● **Try it**
Your answer should hold only the lines from the one with "rendered += 1;" through the end of the listing below, each retyped exactly.

● **Data excerpts**
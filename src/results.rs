use crate::aggregator::{ErrorTally, Snapshot, SnapshotLabel, StatKey};
use crate::handler::MessageType;
use crate::metrics::{latency_distribution, latency_histogram, LatencyBucket, LatencyDistribution};
use serde::Serialize;
use std::borrow::Cow;
use std::collections::{BTreeMap, HashMap};
use std::fmt;
use std::sync::Arc;
use tokio::sync::mpsc;
use tracing::debug;

/// Destination for rendered report text
pub type OutputFn = Arc<dyn Fn(&str) + Send + Sync>;

/// Default output: write rendered text to standard output
pub fn stdout_output() -> OutputFn {
    Arc::new(|text: &str| print!("{}", text))
}

/// Display names of message type tags.
///
/// Populated before a run starts and shared read-only with the renderer while
/// the run is in progress.
#[derive(Debug, Clone)]
pub struct MessageTypeRegistry {
    names: HashMap<MessageType, String>,
}

impl Default for MessageTypeRegistry {
    fn default() -> Self {
        let mut registry = Self {
            names: HashMap::new(),
        };
        registry.register(MessageType::GRPC, "grpc");
        registry.register(MessageType::MQ, "mq");
        registry.register(MessageType::HTTP, "http");
        registry.register(MessageType::TCP, "tcp");
        registry.register(MessageType::SIMULATED, "simulated");
        registry
    }
}

impl MessageTypeRegistry {
    /// Add or replace the display name of `message_type`
    pub fn register(&mut self, message_type: MessageType, name: impl Into<String>) {
        self.names.insert(message_type, name.into());
    }

    pub fn name(&self, message_type: MessageType) -> Cow<'_, str> {
        match self.names.get(&message_type) {
            Some(name) => Cow::Borrowed(name.as_str()),
            None => Cow::Owned(format!("unknown({})", message_type.0)),
        }
    }
}

/// Latest derived metrics of one key.
///
/// Each snapshot applied to a report replaces every derived field; reports
/// are never merged.
#[derive(Debug, Clone, PartialEq, Serialize)]
pub struct Report {
    #[serde(flatten)]
    pub key: StatKey,
    pub total_secs: f64,
    pub concurrency: usize,
    pub success_count: u64,
    pub failure_count: u64,
    pub qps: f64,
    pub max_latency_ms: f64,
    pub min_latency_ms: f64,
    pub avg_latency_ms: f64,
    pub received_bytes: u64,
    pub bytes_per_sec: u64,
    /// Ascending latencies in milliseconds
    pub latencies_ms: Vec<f64>,
    pub errors: ErrorTally,
}

impl Report {
    pub fn new(key: StatKey, concurrency: usize) -> Self {
        Self {
            key,
            total_secs: 0.0,
            concurrency,
            success_count: 0,
            failure_count: 0,
            qps: 0.0,
            max_latency_ms: 0.0,
            min_latency_ms: 0.0,
            avg_latency_ms: 0.0,
            received_bytes: 0,
            bytes_per_sec: 0,
            latencies_ms: Vec::new(),
            errors: ErrorTally::default(),
        }
    }

    /// Recompute every derived field from `snapshot`
    pub fn update(&mut self, snapshot: Snapshot) {
        let record = snapshot.record;
        // A zero window would divide by zero; count it as one nanosecond
        let elapsed_ns = snapshot.elapsed.as_nanos().max(1) as f64;

        let mut latencies = record.latencies_ms;
        latencies.sort_by(|a, b| a.total_cmp(b));

        self.success_count = record.success_count;
        self.failure_count = record.failure_count;
        self.qps = record.success_count as f64 * 1e9 / elapsed_ns;
        match (latencies.first(), latencies.last()) {
            (Some(&min), Some(&max)) => {
                self.min_latency_ms = min;
                self.max_latency_ms = max;
                self.avg_latency_ms = latencies.iter().sum::<f64>() / latencies.len() as f64;
            }
            _ => {
                self.min_latency_ms = 0.0;
                self.max_latency_ms = 0.0;
                self.avg_latency_ms = 0.0;
            }
        }
        self.latencies_ms = latencies;

        self.total_secs = elapsed_ns / 1e9;
        self.received_bytes = record.received_bytes;
        self.bytes_per_sec = if self.total_secs > 0.0 {
            (record.received_bytes as f64 / self.total_secs) as u64
        } else {
            0
        };
        self.errors = record.errors;
    }

    pub fn total_count(&self) -> u64 {
        self.success_count + self.failure_count
    }

    pub fn histogram(&self) -> Vec<LatencyBucket> {
        latency_histogram(&self.latencies_ms, self.max_latency_ms, self.min_latency_ms)
    }

    pub fn distribution(&self, omit_zero: bool) -> Vec<LatencyDistribution> {
        latency_distribution(&self.latencies_ms, omit_zero)
    }

    /// Tabular text rendering of this report
    pub fn display<'a>(
        &'a self,
        label: SnapshotLabel,
        registry: &'a MessageTypeRegistry,
        omit_zero_percentiles: bool,
    ) -> ReportDisplay<'a> {
        ReportDisplay {
            report: self,
            label,
            registry,
            omit_zero_percentiles,
        }
    }
}

/// Fixed tabular layout of a report: summary row, histogram, distribution
pub struct ReportDisplay<'a> {
    report: &'a Report,
    label: SnapshotLabel,
    registry: &'a MessageTypeRegistry,
    omit_zero_percentiles: bool,
}

impl<'a> fmt::Display for ReportDisplay<'a> {
    fn fmt(&self, f: &mut fmt::Formatter<'_>) -> fmt::Result {
        let r = self.report;
        writeln!(
            f,
            "[{}] ==> message type | method : {} | {}",
            self.label,
            self.registry.name(r.key.message_type),
            r.key.method
        )?;
        writeln!(
            f,
            "──────┬───────┬───────┬───────┬──────────┬──────────┬──────────┬──────────┬──────────┬──────────┬────────"
        )?;
        writeln!(
            f,
            " time │  concy│success│failure│      qps │      max │      min │      avg │    bytes │  bytes/s │ errors"
        )?;
        writeln!(
            f,
            "──────┼───────┼───────┼───────┼──────────┼──────────┼──────────┼──────────┼──────────┼──────────┼────────"
        )?;
        writeln!(
            f,
            "{:>5.0}s│{:>7}│{:>7}│{:>7}│{:>10.2}│{:>8.2}ms│{:>8.2}ms│{:>8.2}ms│{:>10}│{:>10}│ {}",
            r.total_secs,
            r.concurrency,
            r.success_count,
            r.failure_count,
            r.qps,
            r.max_latency_ms,
            r.min_latency_ms,
            r.avg_latency_ms,
            format!("{}B", r.received_bytes),
            format!("{}B/s", r.bytes_per_sec),
            r.errors
        )?;

        writeln!(f, "Latency histogram:")?;
        for bucket in r.histogram() {
            writeln!(
                f,
                "{:>10.2}ms│{:>7}│{:>8.2}%",
                bucket.mark,
                bucket.count,
                bucket.frequency * 100.0
            )?;
        }

        writeln!(f, "Latency distribution:")?;
        for entry in r.distribution(self.omit_zero_percentiles) {
            writeln!(f, "{:>7}%     in {:>8.2}ms", entry.percentage, entry.latency)?;
        }
        Ok(())
    }
}

/// Consumer of the snapshot stream.
///
/// Keeps the latest report per key and writes a rendered table for every
/// snapshot it receives. Runs on its own task so slow output never touches
/// the aggregator's records; a full snapshot queue only delays the aggregator.
pub struct ReportRenderer {
    concurrency: usize,
    omit_zero_percentiles: bool,
    registry: Arc<MessageTypeRegistry>,
    output: OutputFn,
    reports: BTreeMap<StatKey, Report>,
}

impl ReportRenderer {
    pub fn new(
        concurrency: usize,
        omit_zero_percentiles: bool,
        registry: Arc<MessageTypeRegistry>,
        output: OutputFn,
    ) -> Self {
        Self {
            concurrency,
            omit_zero_percentiles,
            registry,
            output,
            reports: BTreeMap::new(),
        }
    }

    /// Fold `snapshot` into its key's report and emit the rendered text
    pub fn apply(&mut self, snapshot: Snapshot) {
        let label = snapshot.label;
        let concurrency = self.concurrency;
        let report = self
            .reports
            .entry(snapshot.key.clone())
            .or_insert_with(|| Report::new(snapshot.key.clone(), concurrency));
        report.update(snapshot);

        let text = report
            .display(label, &self.registry, self.omit_zero_percentiles)
            .to_string();
        (self.output)(&text);
    }

    /// Consume snapshots until the stream closes, then hand back all reports
    /// ordered by key
    pub async fn run(mut self, mut snapshots: mpsc::Receiver<Snapshot>) -> Vec<Report> {
        let mut rendered = 0usize;
        while let Some(snapshot) = snapshots.recv().await {
            self.apply(snapshot);
            rendered += 1;
        }
        debug!(
            "Snapshot stream closed after {} snapshots, {} reports",
            rendered,
            self.reports.len()
        );
        self.into_reports()
    }

    pub fn into_reports(self) -> Vec<Report> {
        self.reports.into_values().collect()
    }
}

● **Written response**
            rendered += 1;
        }
        debug!(
            "Snapshot stream closed after {} snapshots, {} reports",
            rendered,
            self.reports.len()
        );
        self.into_reports()
    }

    pub fn into_reports(self) -> Vec<Report> {
        self.reports.into_values().collect()
    }
}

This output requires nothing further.